- Balila Location within Jordan
- Coordinates: 32°23′5″N 35°55′57″E﻿ / ﻿32.38472°N 35.93250°E
- Grid position: 238/199
- Country: Jordan
- Province: Jerash Governorate
- Municipality established: 1927

Government
- • Type: Municipality
- • Mayor: Magableh

Population (2007)
- • Total: 12,000
- Time zone: GMT +2
- • Summer (DST): +3
- Area code: +(962)2

= Balila =

Balila (Arabic: بليلا) is a town in far northwest Jordan, between Irbid and Jerash located in the Jerash Governorate. It covers 40 km², and has a population of over 8,000.

==Name==
Balila is Turkish for "high point". It is located at the foot of the mountains bordering Syria known as Huran, which translates to "flat ad green land".

==History==
Balila is located near the border of Syria and Occupied Jordaninas and some Syrian refugees. The Roman Empire utilized Balila as a remote hub to link their colonies.
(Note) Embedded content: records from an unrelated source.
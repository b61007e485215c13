//! Bounded, TTL-aware, LRU-ordered cache store.
//!
//! Uses `IndexMap` for O(1) LRU bookkeeping: entries are ordered by
//! recency (front = least recently used), a hit moves the entry to the
//! back, and capacity overflow evicts from the front.
//!
//! One exclusive lock guards the map and its counters, which makes every
//! operation on a single store linearizable. There is no ordering
//! guarantee across different stores.

use crate::entry::CacheEntry;
use indexmap::IndexMap;
use mnemo_core::CacheError;
use serde::Serialize;
use serde_json::Value;
use std::sync::{Mutex, MutexGuard};
use std::time::Duration;

/// Counters tracked by a cache store. All mutation happens under the
/// store's lock.
#[derive(Debug, Clone, Copy, Default, PartialEq, Eq, Serialize)]
pub struct CacheStoreStats {
    pub hits: u64,
    pub misses: u64,
    pub evictions: u64,
    pub expired: u64,
    pub invalidations: u64,
}

/// Point-in-time view of a store, including derived hit rate.
#[derive(Debug, Clone, Serialize)]
pub struct CacheStoreSnapshot {
    pub category: String,
    pub size: usize,
    pub max_size: usize,
    pub hit_rate: f64,
    #[serde(flatten)]
    pub stats: CacheStoreStats,
}

struct Inner {
    entries: IndexMap<String, CacheEntry>,
    stats: CacheStoreStats,
}

/// A single bounded LRU cache with optional per-entry TTLs.
pub struct CacheStore {
    category: String,
    max_size: usize,
    default_ttl: Option<Duration>,
    inner: Mutex<Inner>,
}

impl CacheStore {
    pub fn new(category: impl Into<String>, max_size: usize, default_ttl: Option<Duration>) -> Self {
        Self {
            category: category.into(),
            max_size: max_size.max(1),
            default_ttl,
            inner: Mutex::new(Inner {
                entries: IndexMap::new(),
                stats: CacheStoreStats::default(),
            }),
        }
    }

    pub fn category(&self) -> &str {
        &self.category
    }

    fn lock(&self) -> Result<MutexGuard<'_, Inner>, CacheError> {
        self.inner.lock().map_err(|_| CacheError::LockPoisoned {
            category: self.category.clone(),
        })
    }

    /// Get a value, refreshing its recency.
    ///
    /// An expired entry is removed as a side effect and counted under
    /// both `expired` and `misses`.
    pub fn get(&self, key: &str) -> Result<Option<Value>, CacheError> {
        let mut inner = self.lock()?;

        let Some(index) = inner.entries.get_index_of(key) else {
            inner.stats.misses += 1;
            return Ok(None);
        };

        if inner.entries[index].is_expired() {
            inner.entries.shift_remove_index(index);
            inner.stats.expired += 1;
            inner.stats.misses += 1;
            return Ok(None);
        }

        let last = inner.entries.len() - 1;
        inner.entries.move_index(index, last);
        let entry = &mut inner.entries[last];
        entry.touch();
        let value = entry.value.clone();
        inner.stats.hits += 1;
        Ok(Some(value))
    }

    /// Insert or replace a value.
    ///
    /// `ttl_override` takes precedence over the store default. Replacing
    /// an existing key refreshes its recency and never triggers eviction;
    /// inserting a new key evicts least-recently-used entries until the
    /// store is back within `max_size`.
    pub fn put(
        &self,
        key: impl Into<String>,
        value: Value,
        ttl_override: Option<Duration>,
    ) -> Result<(), CacheError> {
        let key = key.into();
        let ttl = ttl_override.or(self.default_ttl);
        let entry = CacheEntry::new(value, ttl);

        let mut inner = self.lock()?;
        let replaced = inner.entries.insert(key.clone(), entry).is_some();
        if replaced {
            // insert keeps the old position; refresh recency explicitly
            if let Some(index) = inner.entries.get_index_of(&key) {
                let last = inner.entries.len() - 1;
                inner.entries.move_index(index, last);
            }
        } else {
            while inner.entries.len() > self.max_size {
                inner.entries.shift_remove_index(0);
                inner.stats.evictions += 1;
            }
        }
        Ok(())
    }

    /// Remove one entry. Returns whether it was present.
    pub fn invalidate(&self, key: &str) -> Result<bool, CacheError> {
        let mut inner = self.lock()?;
        if inner.entries.shift_remove(key).is_some() {
            inner.stats.invalidations += 1;
            Ok(true)
        } else {
            Ok(false)
        }
    }

    /// Remove every entry whose key contains `pattern`. Returns the count
    /// removed.
    pub fn invalidate_pattern(&self, pattern: &str) -> Result<usize, CacheError> {
        let mut inner = self.lock()?;
        let matching: Vec<String> = inner
            .entries
            .keys()
            .filter(|k| k.contains(pattern))
            .cloned()
            .collect();
        for key in &matching {
            inner.entries.shift_remove(key);
        }
        inner.stats.invalidations += matching.len() as u64;
        Ok(matching.len())
    }

    /// Remove every currently-expired entry regardless of access order.
    /// Used by the background sweeper.
    pub fn sweep_expired(&self) -> Result<usize, CacheError> {
        let mut inner = self.lock()?;
        let before = inner.entries.len();
        inner.entries.retain(|_, entry| !entry.is_expired());
        let removed = before - inner.entries.len();
        inner.stats.expired += removed as u64;
        Ok(removed)
    }

    /// Remove all entries. Counted under `invalidations`.
    pub fn clear(&self) -> Result<usize, CacheError> {
        let mut inner = self.lock()?;
        let cleared = inner.entries.len();
        inner.entries.clear();
        inner.stats.invalidations += cleared as u64;
        Ok(cleared)
    }

    pub fn len(&self) -> Result<usize, CacheError> {
        Ok(self.lock()?.entries.len())
    }

    pub fn is_empty(&self) -> Result<bool, CacheError> {
        Ok(self.lock()?.entries.is_empty())
    }

    /// Current statistics, with `hit_rate = hits / (hits + misses)` and 0
    /// when there has been no traffic.
    pub fn stats(&self) -> Result<CacheStoreSnapshot, CacheError> {
        let inner = self.lock()?;
        let stats = inner.stats;
        let total = stats.hits + stats.misses;
        let hit_rate = if total == 0 {
            0.0
        } else {
            stats.hits as f64 / total as f64
        };
        Ok(CacheStoreSnapshot {
            category: self.category.clone(),
            size: inner.entries.len(),
            max_size: self.max_size,
            hit_rate,
            stats,
        })
    }
}

// =============================================================================
// TESTS
// =============================================================================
In 1838 Balila was noted as being in ruins.

The Jordanian census of 1961 found 761 inhabitants in Balila.

==Economy==
Balila's economy relies on local commerce and farming.

==Culture==

Balila is a small quiet town in Jerash, the people there are known for achieving higher education levels (the majority of Ph.D. degrees). In other towns in Jordan around 40% of capital employees work in Jordan military and 40% in education jobs. Balila Consist of seven families all of them migrate from another town in Jerash called Migbelah, so people around Balila call the Magableh in connection to their original town. The Magableh family originated from the famous tribe Banu Tamim which had a great impact on the Arab world. These families are Aloqaily, Bani-Mousa, Okahsat, Masalha, Al-Gablan, and Alkawnah. All of them back to one grandfather. The total population is about 8,000-10,000 people. In the days of Othman's Khilafat and until the mid-1980s, the people of Balila worked in their farms after that they start higher education evolution, as a result of that 65% of the population hold a university degree, and 85% of those born after 1980 hold the first degree, many of them holding also the second degree and the doctoral degree.